§ REQUIRED ACTION
Repeat verbatim, and only, the lines of the data below, beginning at the line that contains "-> Result<Json<RegisterResponse>, ChatError>" and stopping after the line that contains "Credential check endpoint".

§ Saved data entries
================

//! HTTP and WebSocket handlers for the Courier server

use crate::error::{ChatError, ChatResult};
use crate::models::{
    AuthRequest, AuthResponse, ClientEvent, ConversationDetailResponse, ConversationsQuery,
    ConversationsResponse, HealthResponse, NotificationsQuery, NotificationsResponse,
    RegisterRequest, RegisterResponse,
};
use crate::rooms::{conversation_room, user_room};
use crate::state::SharedState;
use crate::validation::{clamp_limit, clamp_page};
use axum::{
    extract::{
        ws::{Message, WebSocket, WebSocketUpgrade},
        Path, Query, State,
    },
    http::{header, HeaderMap},
    response::{IntoResponse, Response},
    routing::{delete, get, post},
    Json, Router,
};
use futures_util::{sink::SinkExt, stream::StreamExt};
use serde_json::json;
use std::collections::HashMap;
use tower::ServiceBuilder;
use tower_http::{
    cors::{Any, CorsLayer},
    trace::TraceLayer,
};
use tracing::{debug, error, info};
use uuid::Uuid;

/// Build the application router. Shared by the binary and the tests.
pub fn router(state: SharedState) -> Router {
    Router::new()
        // REST endpoints
        .route("/health", get(health_handler))
        .route("/register", post(register_handler))
        .route("/auth", post(auth_handler))
        // Conversation endpoints
        .route("/messages", get(list_conversations_handler))
        .route("/messages/:id", get(get_conversation_handler))
        // Notification endpoints
        .route("/notifications", get(list_notifications_handler))
        .route("/notifications/read", post(mark_all_notifications_read_handler))
        .route("/notifications/:id/read", post(mark_notification_read_handler))
        .route("/notifications/:id", delete(delete_notification_handler))
        // WebSocket endpoint
        .route("/ws", get(ws_handler))
        // Add shared state
        .with_state(state)
        // Add middleware
        .layer(
            ServiceBuilder::new()
                .layer(TraceLayer::new_for_http())
                .layer(
                    CorsLayer::new()
                        .allow_methods(Any)
                        .allow_headers(Any)
                        .allow_origin(Any),
                ),
        )
}

/// Health check endpoint
pub async fn health_handler(State(state): State<SharedState>) -> Json<HealthResponse> {
    Json(HealthResponse {
        status: "ok".to_string(),
        version: env!("CARGO_PKG_VERSION").to_string(),
        uptime_seconds: state.uptime(),
    })
}

/// User registration endpoint
pub async fn register_handler(
    State(state): State<SharedState>,
    Json(request): Json<RegisterRequest>,
) -> Result<Json<RegisterResponse>, ChatError> {
    let (user, token) = state.register_user(request.display_name).await?;
    info!("Registered user {}", user.id);
    Ok(Json(RegisterResponse { user, token }))
}

/// Credential check endpoint
pub async fn auth_handler(
    State(state): State<SharedState>,
    Json(request): Json<AuthRequest>,
) -> Result<Json<AuthResponse>, ChatError> {
    let user = state.authenticate(&request.token).await?;
    Ok(Json(AuthResponse { user }))
}

// ── Conversation endpoints ──

/// List the requester's conversations with previews and unread counts
pub async fn list_conversations_handler(
    State(state): State<SharedState>,
    headers: HeaderMap,
    Query(query): Query<ConversationsQuery>,
) -> Result<Json<ConversationsResponse>, ChatError> {
    let user_id = extract_user(&state, &headers).await?;
    let page = clamp_page(query.page);
    let limit = clamp_limit(query.limit);
    let keyword = query
        .keyword
        .as_deref()
        .map(str::trim)
        .filter(|keyword| !keyword.is_empty());

    let (total, conversations) = state.list_conversations(user_id, keyword, page, limit).await?;
    Ok(Json(ConversationsResponse { total, page, limit, conversations }))
}

/// Fetch a conversation's full history, marking incoming messages read
pub async fn get_conversation_handler(
    State(state): State<SharedState>,
    headers: HeaderMap,
    Path(conversation_id): Path<Uuid>,
) -> Result<Json<ConversationDetailResponse>, ChatError> {
    let user_id = extract_user(&state, &headers).await?;
    let (conversation, messages) = state.conversation_history(user_id, conversation_id).await?;
    Ok(Json(ConversationDetailResponse { conversation, messages }))
}

// ── Notification endpoints ──

/// List the requester's notifications, newest first
pub async fn list_notifications_handler(
    State(state): State<SharedState>,
    headers: HeaderMap,
    Query(query): Query<NotificationsQuery>,
) -> Result<Json<NotificationsResponse>, ChatError> {
    let user_id = extract_user(&state, &headers).await?;
    let page = clamp_page(query.page);
    let limit = clamp_limit(query.limit);
    let (total, unread, notifications) = state.list_notifications(user_id, page, limit).await?;
    Ok(Json(NotificationsResponse { total, unread, page, limit, notifications }))
}

/// Mark all of the requester's notifications read
pub async fn mark_all_notifications_read_handler(
    State(state): State<SharedState>,
    headers: HeaderMap,
) -> Result<Json<serde_json::Value>, ChatError> {
    let user_id = extract_user(&state, &headers).await?;
    let updated = state.mark_all_notifications_read(user_id).await?;
    Ok(Json(json!({ "updated": updated })))
}

/// Mark a single notification read
pub async fn mark_notification_read_handler(
    State(state): State<SharedState>,
    headers: HeaderMap,
    Path(notification_id): Path<Uuid>,
) -> Result<Json<serde_json::Value>, ChatError> {
    let user_id = extract_user(&state, &headers).await?;
    let notification = state.mark_notification_read(user_id, notification_id).await?;
    Ok(Json(json!({ "status": "read", "notification": notification })))
}

/// Delete a single notification
pub async fn delete_notification_handler(
    State(state): State<SharedState>,
    headers: HeaderMap,
    Path(notification_id): Path<Uuid>,
) -> Result<Json<serde_json::Value>, ChatError> {
    let user_id = extract_user(&state, &headers).await?;
    state.delete_notification(user_id, notification_id).await?;
    Ok(Json(json!({ "status": "deleted" })))
}

/// Helper to resolve the requester from the `Authorization: Bearer` header
async fn extract_user(state: &SharedState, headers: &HeaderMap) -> ChatResult<Uuid> {
    let token = headers
        .get(header::AUTHORIZATION)
        .and_then(|value| value.to_str().ok())
        .and_then(|value| value.strip_prefix("Bearer "))
        .ok_or(ChatError::Unauthenticated)?;
    state
        .resolve_identity(token)
        .await
        .ok_or(ChatError::Unauthenticated)
}

// ── WebSocket ──

/// WebSocket upgrade handler. The credential is checked before the upgrade
/// completes, so an unauthenticated client is refused with a plain 401.
pub async fn ws_handler(
    ws: WebSocketUpgrade,
    Query(params): Query<HashMap<String, String>>,
    State(state): State<SharedState>,
) -> Response {
    let user_id = match params.get("token") {
        Some(token) => match state.resolve_identity(token).await {
            Some(user_id) => user_id,
            None => return ChatError::Unauthenticated.into_response(),
        },
        None => return ChatError::Unauthenticated.into_response(),
    };

    info!("WebSocket connection established for user {}", user_id);
    ws.on_upgrade(move |socket| connection_loop(socket, user_id, state))
}

async fn connection_loop(socket: WebSocket, user_id: Uuid, state: SharedState) {
    let connection_id = Uuid::new_v4();
    let (mut sender, mut receiver) = socket.split();
    let mut outbound = state.rooms.register(connection_id).await;

    let writer_task = tokio::spawn(async move {
        while let Some(frame) = outbound.recv().await {
            if sender.send(Message::Text(frame)).await.is_err() {
                break;
            }
        }
    });

    while let Some(incoming) = receiver.next().await {
        match incoming {
            Ok(Message::Text(raw)) => {
                // Events are handled inline, so a send issued just before a
                // disconnect still runs to completion.
                if let Err(err) = handle_client_event(&raw, connection_id, user_id, &state).await {
                    debug!("Rejected event from user {}: {}", user_id, err);
                    state
                        .rooms
                        .send_to_connection(connection_id, "error", json!({ "error": err.to_string() }))
                        .await;
                }
            }
            Ok(Message::Close(_)) => {
                info!("WebSocket closed for user {}", user_id);
                break;
            }
            Ok(_) => {}
            Err(err) => {
                error!("WebSocket error for user {}: {}", user_id, err);
                break;
            }
        }
    }

    state.rooms.disconnect(connection_id).await;
    writer_task.abort();
    info!("WebSocket handler terminated for user {}", user_id);
}

async fn handle_client_event(
    raw: &str,
    connection_id: Uuid,
    user_id: Uuid,
    state: &SharedState,
) -> ChatResult<()> {
    let event: ClientEvent =
        serde_json::from_str(raw).map_err(|err| ChatError::InvalidEvent(err.to_string()))?;

    match event {
        ClientEvent::Join { conversation_id } => {
            // Every join subscribes the personal room; a conversation room
            // needs an existence and membership check first.
            state.rooms.join(&user_room(user_id), connection_id).await;

            let mut joined = vec![user_room(user_id)];
            if let Some(conversation_id) = conversation_id {
                let conversation = state
                    .db
                    .get_conversation(conversation_id)
                    .await?
                    .ok_or(ChatError::ConversationNotFound)?;
                if !conversation.is_participant(user_id) {
                    return Err(ChatError::NotParticipant);
                }
                state
                    .rooms
                    .join(&conversation_room(conversation_id), connection_id)
                    .await;
                joined.push(conversation_room(conversation_id));
            }

            debug!("User {} joined rooms {:?}", user_id, joined);
            state
                .rooms
                .send_to_connection(connection_id, "joined", json!({ "rooms": joined }))
                .await;
        }

        ClientEvent::Leave { conversation_id } => {
            state
                .rooms
                .leave(&conversation_room(conversation_id), connection_id)
                .await;
            state
                .rooms
                .send_to_connection(connection_id, "left", json!({ "conversation_id": conversation_id }))
                .await;
        }

        ClientEvent::Send { receiver_id, text, conversation_id } => {
            let message = state
                .send_message(user_id, receiver_id, &text, conversation_id)
                .await?;
            info!("User {} sent message {} to {}", user_id, message.id, receiver_id);
            state
                .rooms
                .send_to_connection(connection_id, "ack", json!({ "status": "sent", "message": message }))
                .await;
        }
    }

    Ok(())
}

================

§ OUTPUT OF THE EXERCISE
) -> Result<Json<RegisterResponse>, ChatError> {
    let (user, token) = state.register_user(request.display_name).await?;
    info!("Registered user {}", user.id);
    Ok(Json(RegisterResponse { user, token }))
}

/// Credential check endpoint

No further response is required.